§ Work instructions: In the listing below, locate the lines bearing the word "Option". Copy every one of them.

(Beginning of Records for the task)

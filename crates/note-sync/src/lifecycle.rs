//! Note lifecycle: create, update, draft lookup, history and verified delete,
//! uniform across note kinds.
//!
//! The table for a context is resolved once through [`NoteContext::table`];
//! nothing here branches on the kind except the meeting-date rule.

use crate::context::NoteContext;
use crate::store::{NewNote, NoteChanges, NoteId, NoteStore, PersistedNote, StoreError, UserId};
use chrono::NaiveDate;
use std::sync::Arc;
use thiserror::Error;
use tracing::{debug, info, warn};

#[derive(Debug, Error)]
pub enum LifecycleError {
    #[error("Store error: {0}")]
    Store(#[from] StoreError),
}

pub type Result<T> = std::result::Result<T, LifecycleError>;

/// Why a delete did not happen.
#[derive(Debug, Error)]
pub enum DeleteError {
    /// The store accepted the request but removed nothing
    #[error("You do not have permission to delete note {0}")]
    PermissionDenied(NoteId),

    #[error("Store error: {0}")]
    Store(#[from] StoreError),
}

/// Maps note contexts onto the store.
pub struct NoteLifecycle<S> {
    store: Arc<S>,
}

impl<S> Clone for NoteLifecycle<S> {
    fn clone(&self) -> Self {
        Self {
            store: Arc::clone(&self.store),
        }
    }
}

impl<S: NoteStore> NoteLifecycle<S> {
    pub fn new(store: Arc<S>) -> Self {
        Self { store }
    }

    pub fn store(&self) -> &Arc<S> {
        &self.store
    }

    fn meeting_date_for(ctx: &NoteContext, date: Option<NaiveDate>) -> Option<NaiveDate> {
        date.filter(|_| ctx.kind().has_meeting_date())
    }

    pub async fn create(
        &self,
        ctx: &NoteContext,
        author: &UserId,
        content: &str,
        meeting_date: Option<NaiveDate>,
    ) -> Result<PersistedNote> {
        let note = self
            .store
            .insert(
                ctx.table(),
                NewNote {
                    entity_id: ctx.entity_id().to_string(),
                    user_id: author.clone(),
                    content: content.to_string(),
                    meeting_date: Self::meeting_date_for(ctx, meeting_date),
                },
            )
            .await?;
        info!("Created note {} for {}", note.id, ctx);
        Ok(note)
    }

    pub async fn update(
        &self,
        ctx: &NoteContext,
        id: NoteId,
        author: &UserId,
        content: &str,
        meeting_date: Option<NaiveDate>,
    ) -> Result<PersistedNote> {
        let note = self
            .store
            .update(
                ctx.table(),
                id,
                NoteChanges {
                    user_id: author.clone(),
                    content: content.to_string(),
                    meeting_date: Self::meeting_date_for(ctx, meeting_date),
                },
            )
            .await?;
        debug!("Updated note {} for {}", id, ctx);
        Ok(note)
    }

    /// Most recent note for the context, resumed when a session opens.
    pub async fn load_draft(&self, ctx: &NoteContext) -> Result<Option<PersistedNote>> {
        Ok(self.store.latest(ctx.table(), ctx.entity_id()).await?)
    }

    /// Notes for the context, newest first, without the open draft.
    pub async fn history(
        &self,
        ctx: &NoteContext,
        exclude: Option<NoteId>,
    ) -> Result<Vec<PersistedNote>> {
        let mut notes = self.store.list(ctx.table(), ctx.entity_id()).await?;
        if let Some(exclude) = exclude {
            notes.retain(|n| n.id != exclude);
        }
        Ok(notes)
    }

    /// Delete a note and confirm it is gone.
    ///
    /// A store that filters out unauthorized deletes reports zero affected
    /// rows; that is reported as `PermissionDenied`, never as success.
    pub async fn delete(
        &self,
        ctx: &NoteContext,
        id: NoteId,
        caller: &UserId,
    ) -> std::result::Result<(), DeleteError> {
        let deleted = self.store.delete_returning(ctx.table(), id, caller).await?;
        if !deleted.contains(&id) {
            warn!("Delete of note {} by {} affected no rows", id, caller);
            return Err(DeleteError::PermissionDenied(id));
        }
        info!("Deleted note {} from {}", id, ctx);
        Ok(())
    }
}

(End of Records for the task)

§ Result for this task:
    fn meeting_date_for(ctx: &NoteContext, date: Option<NaiveDate>) -> Option<NaiveDate> {
        meeting_date: Option<NaiveDate>,
        meeting_date: Option<NaiveDate>,
    pub async fn load_draft(&self, ctx: &NoteContext) -> Result<Option<PersistedNote>> {
        exclude: Option<NoteId>,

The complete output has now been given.